This simple demonstration is just a example. 
The exactly state should be determined by user but not syzkaller. Syzkaller only support a similar feature like this. 
For example, syzkaller remain a 64-bit memory for any kinds of state. And user put state they want into 64-bit memory( by writing their own ebpf)
and feedback to fuzzer. Fuzzer handle these state like coverage siganl, if there is a new one, add the prog to the corpus.
 
> Is it possible to make it work with RLIMIT_STACK/CLONE_NEWPID?
ebpf can work with CLONE_NEWPID. RLIMIT_STACK seems break ebpf( bcc) loading. I don't know the reason.

> What is the performance impact of this tracing?
>  - performance impact (executions/sec)
The performance impact mainly contain: ebpf load( several second), synchronization (need more test), and state handling( not so much).
ebpf load only one time at every time the vm start.
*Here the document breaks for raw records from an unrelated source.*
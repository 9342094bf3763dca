//! In-memory stand-in for the remote inventory service.

use std::collections::{HashMap, VecDeque};
use std::sync::{Arc, Mutex, MutexGuard, PoisonError};
use std::time::Duration;

use async_trait::async_trait;
use common::{AuthContext, ItemId, LotId};
use domain::{InventoryLot, LotLink};

use super::InventoryClient;
use crate::error::InventoryError;

#[derive(Debug, Default)]
struct InventoryState {
    lots: HashMap<LotId, (ItemId, InventoryLot)>,
    get_calls: usize,
    apply_calls: usize,
    unavailable: bool,
    latency: Duration,
    get_failures: VecDeque<InventoryError>,
    apply_failures: VecDeque<InventoryError>,
    /// Applies left to succeed before every apply fails with the error.
    failing_applies: Option<(usize, InventoryError)>,
}

/// In-memory inventory service for testing and local runs.
///
/// Clones share the same lots, counters and injected faults.
#[derive(Debug, Clone, Default)]
pub struct InMemoryInventory {
    state: Arc<Mutex<InventoryState>>,
}

impl InMemoryInventory {
    /// Creates an empty inventory.
    pub fn new() -> Self {
        Self::default()
    }

    fn state(&self) -> MutexGuard<'_, InventoryState> {
        self.state.lock().unwrap_or_else(PoisonError::into_inner)
    }

    /// Stores a lot under `item_id`, replacing any lot with the same ID.
    pub fn insert_lot(&self, item_id: ItemId, lot: InventoryLot) {
        self.state().lots.insert(lot.id, (item_id, lot));
    }

    /// Creates a lot for a fresh item and returns both.
    pub fn stock_lot(&self, quantity: f64, available: f64, price: f64) -> (ItemId, InventoryLot) {
        let item_id = ItemId::new();
        let lot = InventoryLot {
            id: LotId::new(),
            vendor: "in-memory".to_string(),
            quantity,
            available_quantity: available,
            unit: "unit".to_string(),
            price,
            expiration_date: None,
        };
        self.insert_lot(item_id, lot.clone());
        (item_id, lot)
    }

    /// Current state of a lot, bypassing counters and faults.
    pub fn lot(&self, lot_id: LotId) -> Option<InventoryLot> {
        self.state().lots.get(&lot_id).map(|(_, lot)| lot.clone())
    }

    /// Available quantity of a lot, bypassing counters and faults.
    pub fn available(&self, lot_id: LotId) -> Option<f64> {
        self.lot(lot_id).map(|lot| lot.available_quantity)
    }

    pub fn get_calls(&self) -> usize {
        self.state().get_calls
    }

    pub fn apply_calls(&self) -> usize {
        self.state().apply_calls
    }

    /// Total number of calls received, failed ones included.
    pub fn total_calls(&self) -> usize {
        let state = self.state();
        state.get_calls + state.apply_calls
    }

    /// Makes every call fail with a network error until reset.
    pub fn set_unavailable(&self, unavailable: bool) {
        self.state().unavailable = unavailable;
    }

    /// Delays every call by `latency` before it touches any lot.
    pub fn set_latency(&self, latency: Duration) {
        self.state().latency = latency;
    }

    /// Fails the next lot fetch with `error`.
    pub fn fail_next_get(&self, error: InventoryError) {
        self.state().get_failures.push_back(error);
    }

    /// Fails the next lot apply with `error`.
    pub fn fail_next_apply(&self, error: InventoryError) {
        self.state().apply_failures.push_back(error);
    }

    /// Lets `successes` applies through, then fails every later apply with `error`.
    pub fn fail_applies_after(&self, successes: usize, error: InventoryError) {
        self.state().failing_applies = Some((successes, error));
    }

    /// Removes every injected fault.
    pub fn clear_faults(&self) {
        let mut state = self.state();
        state.unavailable = false;
        state.get_failures.clear();
        state.apply_failures.clear();
        state.failing_applies = None;
    }

    fn latency(&self) -> Duration {
        self.state().latency
    }
}

#[async_trait]
impl InventoryClient for InMemoryInventory {
    async fn get_lot_detail(
        &self,
        item_id: ItemId,
        lot_id: LotId,
        _auth: &AuthContext,
    ) -> Result<InventoryLot, InventoryError> {
        let latency = self.latency();
        if !latency.is_zero() {
            tokio::time::sleep(latency).await;
        }

        let mut state = self.state();
        state.get_calls += 1;
        if state.unavailable {
            return Err(InventoryError::Network("inventory service unavailable".to_string()));
        }
        if let Some(error) = state.get_failures.pop_front() {
            return Err(error);
        }

        match state.lots.get(&lot_id) {
            Some((owner, lot)) if *owner == item_id => Ok(lot.clone()),
            _ => Err(InventoryError::NotFound(LotLink::new(item_id, lot_id))),
        }
    }

    async fn apply_lot(
        &self,
        item_id: ItemId,
        lot: &InventoryLot,
        _auth: &AuthContext,
    ) -> Result<InventoryLot, InventoryError> {
        let latency = self.latency();
        if !latency.is_zero() {
            tokio::time::sleep(latency).await;
        }

        let mut state = self.state();
        state.apply_calls += 1;
        if state.unavailable {
            return Err(InventoryError::Network("inventory service unavailable".to_string()));
        }
        if let Some(error) = state.apply_failures.pop_front() {
            return Err(error);
        }
        if let Some((remaining, error)) = state.failing_applies.as_mut() {
            if *remaining == 0 {
                return Err(error.clone());
            }
            *remaining -= 1;
        }

        match state.lots.get_mut(&lot.id) {
            Some((owner, stored)) if *owner == item_id => {
                *stored = lot.clone();
                Ok(stored.clone())
            }
            _ => Err(InventoryError::NotFound(LotLink::new(item_id, lot.id))),
        }
    }
}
> The concerns that I have are:
>  - more complexity
>  - more complex build/setup/deploy
If only implement as the mentioned example, it can be optional, no more complex build/setup/deploy.

>  - only linux-specific
if we choose ebpf as kernel state monitor, the answer is "yes".
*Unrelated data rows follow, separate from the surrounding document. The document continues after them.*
use std::collections::HashMap;
use std::sync::Arc;

use async_trait::async_trait;
use common::{ConsumptionId, ItemId, MealId, UserId};
use domain::{ConsumptionRecord, Meal, MostConsumedFood};
use tokio::sync::RwLock;

use crate::{ConsumptionLedger, DateRange, LedgerError, MealStore, Result};

#[derive(Debug, Default)]
struct LedgerState {
    meals: HashMap<MealId, Meal>,
    // Insertion order doubles as the tie-break order for statistics.
    records: Vec<ConsumptionRecord>,
    fail_on_create: bool,
    fail_on_update: bool,
    fail_on_delete: bool,
}

impl LedgerState {
    fn position(&self, id: ConsumptionId) -> Option<usize> {
        self.records.iter().position(|r| r.id == id)
    }
}

/// In-memory ledger implementation for testing and local development.
///
/// Enforces the same constraints as the PostgreSQL implementation (unique
/// IDs, records must belong to an existing meal) and can be told to fail
/// writes so failure paths of callers can be exercised.
#[derive(Debug, Clone, Default)]
pub struct InMemoryLedger {
    state: Arc<RwLock<LedgerState>>,
}

impl InMemoryLedger {
    /// Creates a new empty in-memory ledger.
    pub fn new() -> Self {
        Self::default()
    }

    /// Makes every subsequent `create` fail until reset.
    pub async fn set_fail_on_create(&self, fail: bool) {
        self.state.write().await.fail_on_create = fail;
    }

    /// Makes every subsequent `update` fail until reset.
    pub async fn set_fail_on_update(&self, fail: bool) {
        self.state.write().await.fail_on_update = fail;
    }

    /// Makes every subsequent `delete` fail until reset.
    pub async fn set_fail_on_delete(&self, fail: bool) {
        self.state.write().await.fail_on_delete = fail;
    }

    /// Returns the total number of consumption records stored.
    pub async fn record_count(&self) -> usize {
        self.state.read().await.records.len()
    }
}

#[async_trait]
impl ConsumptionLedger for InMemoryLedger {
    async fn list_for_meal(&self, meal_id: MealId) -> Result<Vec<ConsumptionRecord>> {
        let state = self.state.read().await;
        Ok(state
            .records
            .iter()
            .filter(|r| r.meal_id == meal_id)
            .cloned()
            .collect())
    }

    async fn get(&self, id: ConsumptionId) -> Result<ConsumptionRecord> {
        let state = self.state.read().await;
        state
            .records
            .iter()
            .find(|r| r.id == id)
            .cloned()
            .ok_or(LedgerError::ConsumptionNotFound(id))
    }

    async fn create(&self, record: &ConsumptionRecord) -> Result<()> {
        let mut state = self.state.write().await;

        if state.fail_on_create {
            return Err(LedgerError::Unavailable("create rejected".to_string()));
        }
        if !state.meals.contains_key(&record.meal_id) {
            return Err(LedgerError::MealNotFound(record.meal_id));
        }
        if state.position(record.id).is_some() {
            return Err(LedgerError::DuplicateId(record.id));
        }

        state.records.push(record.clone());
        Ok(())
    }

    async fn update(&self, record: &ConsumptionRecord) -> Result<()> {
        let mut state = self.state.write().await;

        if state.fail_on_update {
            return Err(LedgerError::Unavailable("update rejected".to_string()));
        }
        if !state.meals.contains_key(&record.meal_id) {
            return Err(LedgerError::MealNotFound(record.meal_id));
        }

        let index = state
            .position(record.id)
            .ok_or(LedgerError::ConsumptionNotFound(record.id))?;
        state.records[index] = record.clone();
        Ok(())
    }

    async fn delete(&self, meal_id: MealId, id: ConsumptionId) -> Result<()> {
        let mut state = self.state.write().await;

        if state.fail_on_delete {
            return Err(LedgerError::Unavailable("delete rejected".to_string()));
        }

        let index = state
            .records
            .iter()
            .position(|r| r.id == id && r.meal_id == meal_id)
            .ok_or(LedgerError::ConsumptionNotFound(id))?;
        state.records.remove(index);
        Ok(())
    }

    async fn sum_calories(&self, meal_id: MealId) -> Result<f64> {
        let state = self.state.read().await;
        Ok(state
            .records
            .iter()
            .filter(|r| r.meal_id == meal_id)
            .map(|r| r.kcal)
            .sum())
    }

    async fn sum_cost(&self, meal_id: MealId) -> Result<f64> {
        let state = self.state.read().await;
        Ok(state
            .records
            .iter()
            .filter(|r| r.meal_id == meal_id)
            .map(|r| r.cost)
            .sum())
    }

    async fn most_consumed_in_range(
        &self,
        range: DateRange,
        user_id: &UserId,
    ) -> Result<MostConsumedFood> {
        let state = self.state.read().await;

        // Groups keyed like the SQL GROUP BY, kept in first-seen order.
        let mut groups: Vec<((ItemId, String, String), MostConsumedFood)> = Vec::new();

        for record in &state.records {
            let Some(item_id) = record.item_id.filter(|id| !id.is_nil()) else {
                continue;
            };
            let in_range = state
                .meals
                .get(&record.meal_id)
                .is_some_and(|m| &m.user_id == user_id && range.contains(m.date));
            if !in_range {
                continue;
            }

            let key = (item_id, record.food_name.clone(), record.unit.clone());
            match groups.iter_mut().find(|(k, _)| *k == key) {
                Some((_, total)) => {
                    total.quantity_used_std += record.quantity_used_std;
                    total.quantity_used += record.quantity_used;
                }
                None => groups.push((
                    key,
                    MostConsumedFood {
                        item_id,
                        food_name: record.food_name.clone(),
                        quantity_used_std: record.quantity_used_std,
                        quantity_used: record.quantity_used,
                        unit: record.unit.clone(),
                    },
                )),
            }
        }

        let mut best: Option<MostConsumedFood> = None;
        for (_, total) in groups {
            if best
                .as_ref()
                .is_none_or(|b| total.quantity_used_std > b.quantity_used_std)
            {
                best = Some(total);
            }
        }

        best.ok_or_else(|| LedgerError::NoConsumptionInRange {
            user_id: user_id.clone(),
            start: range.start(),
            end: range.end(),
        })
    }
}

#[async_trait]
impl MealStore for InMemoryLedger {
    async fn save_meal(&self, meal: &Meal) -> Result<()> {
        let mut state = self.state.write().await;
        state.meals.insert(meal.id, meal.clone());
        Ok(())
    }

    async fn get_meal(&self, id: MealId) -> Result<Meal> {
        let state = self.state.read().await;
        state
            .meals
            .get(&id)
            .cloned()
            .ok_or(LedgerError::MealNotFound(id))
    }

    async fn list_meals(&self, user_id: &UserId, range: Option<DateRange>) -> Result<Vec<Meal>> {
        let state = self.state.read().await;
        let mut meals: Vec<Meal> = state
            .meals
            .values()
            .filter(|m| &m.user_id == user_id)
            .filter(|m| range.is_none_or(|r| r.contains(m.date)))
            .cloned()
            .collect();
        meals.sort_by_key(|m| m.date);
        Ok(meals)
    }

    async fn delete_meal(&self, id: MealId) -> Result<()> {
        let mut state = self.state.write().await;
        if state.meals.remove(&id).is_none() {
            return Err(LedgerError::MealNotFound(id));
        }
        state.records.retain(|r| r.meal_id != id);
        Ok(())
    }
}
>  - dependence on particular kernel version and undocumented internals
> (sock does not have to have flags, and flags do not necessary have
> these values, e.g. is it true for 3.18?)
>  - maintenance burden as the result
Yes, all of this work dependence on particular kernel version and undocumented internals.
But, if syzkaller Implement that as a optional feature. Syzkaller can run as usual if there is no state feedback( the same as no new state).
And user can use their ebpf as their will. Of course syzkaller can maintian a specific version as a example.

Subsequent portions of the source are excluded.